The sponsor of the REIT will have to maintain a certain percentage holding in the REIT to ensure a “skin-in-the-game” at all times.

90% of the value of the REIT assets shall be in completed revenue generating properties.

90% of the net distributable income after tax of the REIT should be distributed to the investors.

The REIT cannot invest in vacant land or agricultural land or mortgages. But can hold mortgage backed securities.

The aggregate consolidated borrowings and deferred payments of the REIT have been capped at 50% of the value of the REIT assets.

The NAV should be declared at least twice a year.

You can read the full set of regulations on the SEBI website (pdf).

Who is likely to benefit?

Real estate developers might see a benefit in terms of reduced funding costs in the short-term.
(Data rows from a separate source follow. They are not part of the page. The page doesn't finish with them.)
//! Selection and construction of the isolation backend for a tool.

use std::fmt;
use std::str::FromStr;

use serde::de::DeserializeOwned;
use serde_json::Value;
use tokio_util::sync::CancellationToken;
use tracing::debug;

use crate::docker::DockerRunner;
use crate::error::Result;
use crate::error::ToolErr;
use crate::exec::ExecRunner;
use crate::exec::RunParams;
use crate::firejail::FirejailRunner;
use crate::seatbelt::SandboxExecRunner;

/// Untyped runner options as written in the tool definition.
pub type RunnerOptions = serde_json::Map<String, Value>;

#[derive(Debug, Clone, Copy, PartialEq, Eq, Default)]
pub enum RunnerType {
    #[default]
    Exec,
    SandboxExec,
    Firejail,
    Docker,
}

impl FromStr for RunnerType {
    type Err = ToolErr;

    fn from_str(s: &str) -> Result<Self> {
        match s.trim() {
            "" | "exec" => Ok(RunnerType::Exec),
            "sandbox-exec" => Ok(RunnerType::SandboxExec),
            "firejail" => Ok(RunnerType::Firejail),
            "docker" => Ok(RunnerType::Docker),
            other => Err(ToolErr::Config(format!(
                "unknown runner type '{other}', expected one of exec, sandbox-exec, firejail, docker"
            ))),
        }
    }
}

impl fmt::Display for RunnerType {
    fn fmt(&self, f: &mut fmt::Formatter<'_>) -> fmt::Result {
        f.write_str(match self {
            RunnerType::Exec => "exec",
            RunnerType::SandboxExec => "sandbox-exec",
            RunnerType::Firejail => "firejail",
            RunnerType::Docker => "docker",
        })
    }
}

/// Returns `base` with every key of `overrides` replacing its counterpart.
pub fn merge_options(base: &RunnerOptions, overrides: Option<&RunnerOptions>) -> RunnerOptions {
    let mut merged = base.clone();
    if let Some(overrides) = overrides {
        for (key, value) in overrides {
            merged.insert(key.clone(), value.clone());
        }
    }
    merged
}

fn typed_options<T: DeserializeOwned>(kind: RunnerType, options: &RunnerOptions) -> Result<T> {
    serde_json::from_value(Value::Object(options.clone()))
        .map_err(|e| ToolErr::Config(format!("invalid {kind} runner options: {e}")))
}

#[derive(Debug, Clone)]
pub enum Runner {
    Exec(ExecRunner),
    SandboxExec(SandboxExecRunner),
    Firejail(FirejailRunner),
    Docker(DockerRunner),
}

impl Runner {
    /// Builds the backend for `kind` from untyped options. Unknown keys are
    /// ignored; malformed or missing required keys are a config error.
    pub fn new(kind: RunnerType, options: &RunnerOptions) -> Result<Self> {
        debug!("creating {kind} runner");
        Ok(match kind {
            RunnerType::Exec => Runner::Exec(ExecRunner::new(typed_options(kind, options)?)),
            RunnerType::SandboxExec => {
                Runner::SandboxExec(SandboxExecRunner::new(typed_options(kind, options)?))
            }
            RunnerType::Firejail => {
                Runner::Firejail(FirejailRunner::new(typed_options(kind, options)?))
            }
            RunnerType::Docker => Runner::Docker(DockerRunner::new(typed_options(kind, options)?)?),
        })
    }

    pub fn kind(&self) -> RunnerType {
        match self {
            Runner::Exec(_) => RunnerType::Exec,
            Runner::SandboxExec(_) => RunnerType::SandboxExec,
            Runner::Firejail(_) => RunnerType::Firejail,
            Runner::Docker(_) => RunnerType::Docker,
        }
    }

    /// Fails with [`ToolErr::UnmetRequirement`] when this host cannot run
    /// the backend.
    pub async fn check_requirements(&self) -> Result<()> {
        match self {
            Runner::Exec(runner) => runner.check_requirements(),
            Runner::SandboxExec(runner) => runner.check_requirements(),
            Runner::Firejail(runner) => runner.check_requirements(),
            Runner::Docker(runner) => runner.check_requirements().await,
        }
    }

    pub async fn run(&self, cancel: &CancellationToken, params: &RunParams) -> Result<String> {
        match self {
            Runner::Exec(runner) => runner.run(cancel, params).await,
            Runner::SandboxExec(runner) => runner.run(cancel, params).await,
            Runner::Firejail(runner) => runner.run(cancel, params).await,
            Runner::Docker(runner) => runner.run(cancel, params).await,
        }
    }
}

#[cfg(test)]
mod tests {
    use super::*;
    use pretty_assertions::assert_eq;
    use serde_json::json;

    fn options(value: Value) -> RunnerOptions {
        match value {
            Value::Object(map) => map,
            _ => RunnerOptions::new(),
        }
    }

    #[test]
    fn runner_type_names() {
        assert_eq!("".parse::<RunnerType>().ok(), Some(RunnerType::Exec));
        assert_eq!("exec".parse::<RunnerType>().ok(), Some(RunnerType::Exec));
        assert_eq!(
            "sandbox-exec".parse::<RunnerType>().ok(),
            Some(RunnerType::SandboxExec)
        );
        assert_eq!("firejail".parse::<RunnerType>().ok(), Some(RunnerType::Firejail));
        assert_eq!("docker".parse::<RunnerType>().ok(), Some(RunnerType::Docker));
        assert!(matches!(
            "chroot".parse::<RunnerType>(),
            Err(ToolErr::Config(_))
        ));
    }

    #[test]
    fn overrides_replace_keys() {
        let base = options(json!({"image": "alpine", "allow_networking": false}));
        let overrides = options(json!({"allow_networking": true}));
        let merged = merge_options(&base, Some(&overrides));
        assert_eq!(
            Value::Object(merged),
            json!({"image": "alpine", "allow_networking": true})
        );
        assert_eq!(merge_options(&base, None), base);
    }

    #[test]
    fn unknown_option_keys_are_ignored() -> Result<()> {
        let runner = Runner::new(
            RunnerType::SandboxExec,
            &options(json!({"allow_networking": true, "colour": "blue"})),
        )?;
        assert_eq!(runner.kind(), RunnerType::SandboxExec);
        Ok(())
    }

    #[test]
    fn mistyped_options_are_config_errors() {
        let result = Runner::new(
            RunnerType::Firejail,
            &options(json!({"allow_read_folders": "not-a-list"})),
        );
        assert!(matches!(result, Err(ToolErr::Config(_))));
    }

    #[test]
    fn docker_without_image_fails_at_construction() {
        let result = Runner::new(RunnerType::Docker, &RunnerOptions::new());
        assert!(matches!(result, Err(ToolErr::Config(_))));
    }

    #[tokio::test]
    async fn exec_has_no_requirements() -> Result<()> {
        let runner = Runner::new(RunnerType::Exec, &RunnerOptions::new())?;
        runner.check_requirements().await
    }
}
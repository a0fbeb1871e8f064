//! Service contracts for the external collaborators the pipeline talks to:
//! the LLM gateway, the content store and the usage ledger.

use std::time::Duration;

use async_trait::async_trait;
use uuid::Uuid;

use crate::domain::{CourseDraft, GradingReport, LessonDraft};
use crate::error::{GatewayError, StoreError};
use crate::prompt::PromptConfig;

#[async_trait]
pub trait LlmGateway: Send + Sync {
  /// Returns the raw completion text, or a typed transient/terminal failure.
  async fn complete(&self, prompt: &PromptConfig, timeout: Duration) -> Result<String, GatewayError>;
}

#[async_trait]
pub trait ContentStore: Send + Sync {
  async fn save_course(&self, course: &CourseDraft) -> Result<Uuid, StoreError>;

  async fn save_lesson(&self, course_id: Uuid, lesson: &LessonDraft) -> Result<Uuid, StoreError>;

  async fn save_grading_report(&self, attempt_id: &str, report: &GradingReport) -> Result<(), StoreError>;
}

/// Metered actions an account can perform.
#[derive(Clone, Copy, Debug, PartialEq, Eq, Hash)]
pub enum UsageAction {
  CourseCreation,
  LessonGeneration,
}

#[derive(Clone, Copy, Debug, PartialEq, Eq)]
pub enum Reservation {
  Allowed,
  Denied,
}

#[async_trait]
pub trait UsageLedger: Send + Sync {
  async fn check_and_reserve(&self, account_id: &str, action: UsageAction) -> Reservation;

  async fn commit(&self, account_id: &str, action: UsageAction);

  /// Drops a reservation whose operation failed.
  async fn release(&self, account_id: &str, action: UsageAction);
}

/// Gateway installed when no LLM provider is configured.
pub struct UnavailableGateway;

#[async_trait]
impl LlmGateway for UnavailableGateway {
  async fn complete(&self, _prompt: &PromptConfig, _timeout: Duration) -> Result<String, GatewayError> {
    Err(GatewayError::Terminal("LLM integration disabled".into()))
  }
}
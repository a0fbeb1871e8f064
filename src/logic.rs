//! Core behaviors behind the HTTP handlers.
//!
//! This includes:
//!   - Course creation with quota reservation (commit on success, release on failure)
//!   - Outline-only generation and outline-driven per-lesson generation
//!   - Grading an attempt and persisting its report
//!   - Read-side lookups for courses and reports

use tracing::{info, instrument};
use uuid::Uuid;

use crate::domain::{CourseDraft, CourseOutline, GenerationRequest, GradingReport, GradingRequest};
use crate::orchestrator::GeneratedCourse;
use crate::ports::{ContentStore, Reservation, UsageAction, UsageLedger};
use crate::protocol::{ApiError, GenerateLessonsIn, GenerateLessonsOut};
use crate::state::AppState;

/// Run `op` under a usage reservation: committed when it succeeds, released otherwise.
async fn with_quota<T, Fut>(state: &AppState, account_id: &str, action: UsageAction, op: Fut) -> Result<T, ApiError>
where
  Fut: std::future::Future<Output = Result<T, ApiError>>,
{
  if state.ledger.check_and_reserve(account_id, action).await == Reservation::Denied {
    return Err(ApiError::QuotaExceeded(action));
  }
  match op.await {
    Ok(v) => {
      state.ledger.commit(account_id, action).await;
      Ok(v)
    }
    Err(e) => {
      state.ledger.release(account_id, action).await;
      Err(e)
    }
  }
}

#[instrument(level = "info", skip(state, req), fields(%account_id, lesson_count = req.lesson_count))]
pub async fn create_course(state: &AppState, account_id: &str, req: &GenerationRequest) -> Result<GeneratedCourse, ApiError> {
  let out = with_quota(state, account_id, UsageAction::CourseCreation, async {
    let generated = state.generator.generate_course(req).await?;
    Ok::<_, ApiError>(generated)
  })
  .await?;
  let used = state.ledger.used(account_id, UsageAction::CourseCreation).await;
  info!(target: "lessonforge_backend", %account_id, course_id = %out.course_id, courses_used = used, "Course created");
  Ok(out)
}

#[instrument(level = "info", skip(state, req), fields(lesson_count = req.lesson_count))]
pub async fn create_outline(state: &AppState, req: &GenerationRequest) -> Result<CourseOutline, ApiError> {
  Ok(state.generator.generate_outline(req).await?)
}

/// Expands an outline (generated on the fly when absent) into lessons saved one by one
/// into an existing course.
#[instrument(level = "info", skip(state, body), fields(%account_id, %course_id))]
pub async fn generate_course_lessons(
  state: &AppState,
  account_id: &str,
  course_id: Uuid,
  body: GenerateLessonsIn,
) -> Result<GenerateLessonsOut, ApiError> {
  if state.store.course(course_id).await.is_none() {
    return Err(ApiError::NotFound(format!("course {course_id}")));
  }

  let GenerateLessonsIn { request, outline } = body;
  with_quota(state, account_id, UsageAction::LessonGeneration, async move {
    let outline = match outline {
      Some(outline) => outline.renumbered(),
      None => state.generator.generate_outline(&request).await?,
    };
    let lesson_ids = state
      .generator
      .generate_lessons_individually(course_id, &request, &outline)
      .await?;
    Ok::<_, ApiError>(GenerateLessonsOut { course_id, lesson_ids, outline })
  })
  .await
}

#[instrument(level = "debug", skip(state))]
pub async fn get_course(state: &AppState, course_id: Uuid) -> Result<CourseDraft, ApiError> {
  state
    .store
    .course(course_id)
    .await
    .ok_or_else(|| ApiError::NotFound(format!("course {course_id}")))
}

/// Grades the attempt and persists the report. Grading itself never fails.
#[instrument(level = "info", skip(state, req), fields(attempt_id = %req.attempt_id))]
pub async fn grade_attempt(state: &AppState, req: &GradingRequest) -> Result<GradingReport, ApiError> {
  if req.attempt_id.trim().is_empty() {
    return Err(ApiError::BadRequest("attemptId is required".into()));
  }
  if req.questions.iter().any(|q| q.max_marks.is_nan() || q.max_marks < 0.0) {
    return Err(ApiError::BadRequest("question marks must be non-negative".into()));
  }
  let report = state.grader.grade_attempt(req).await;
  state.store.save_grading_report(&req.attempt_id, &report).await?;
  Ok(report)
}

#[instrument(level = "debug", skip(state))]
pub async fn get_report(state: &AppState, attempt_id: &str) -> Result<GradingReport, ApiError> {
  state
    .store
    .report(attempt_id)
    .await
    .ok_or_else(|| ApiError::NotFound(format!("report for attempt {attempt_id}")))
}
Mall-operators might choose to offload some of their properties into the new structure.

There might be a brief period of disruption as pricing information becomes public and developers lose their ability to exploit information asymmetry. The rent-vs-own argument gets new data points as well.

For the long-term, this gives investors the ability to gain liquid exposure to an otherwise illiquid asset class. Instead of trying to develop a multi-tenant apartment block yourself, you can just go buy a REIT for a lot less headache.

Watch for companies like Brigade and DLF to move their serviced apartments and malls into the new structure. And maybe push some unsold inventory as well. [stockquote]DLF[/stockquote] [stockquote]BRIGADE[/stockquote]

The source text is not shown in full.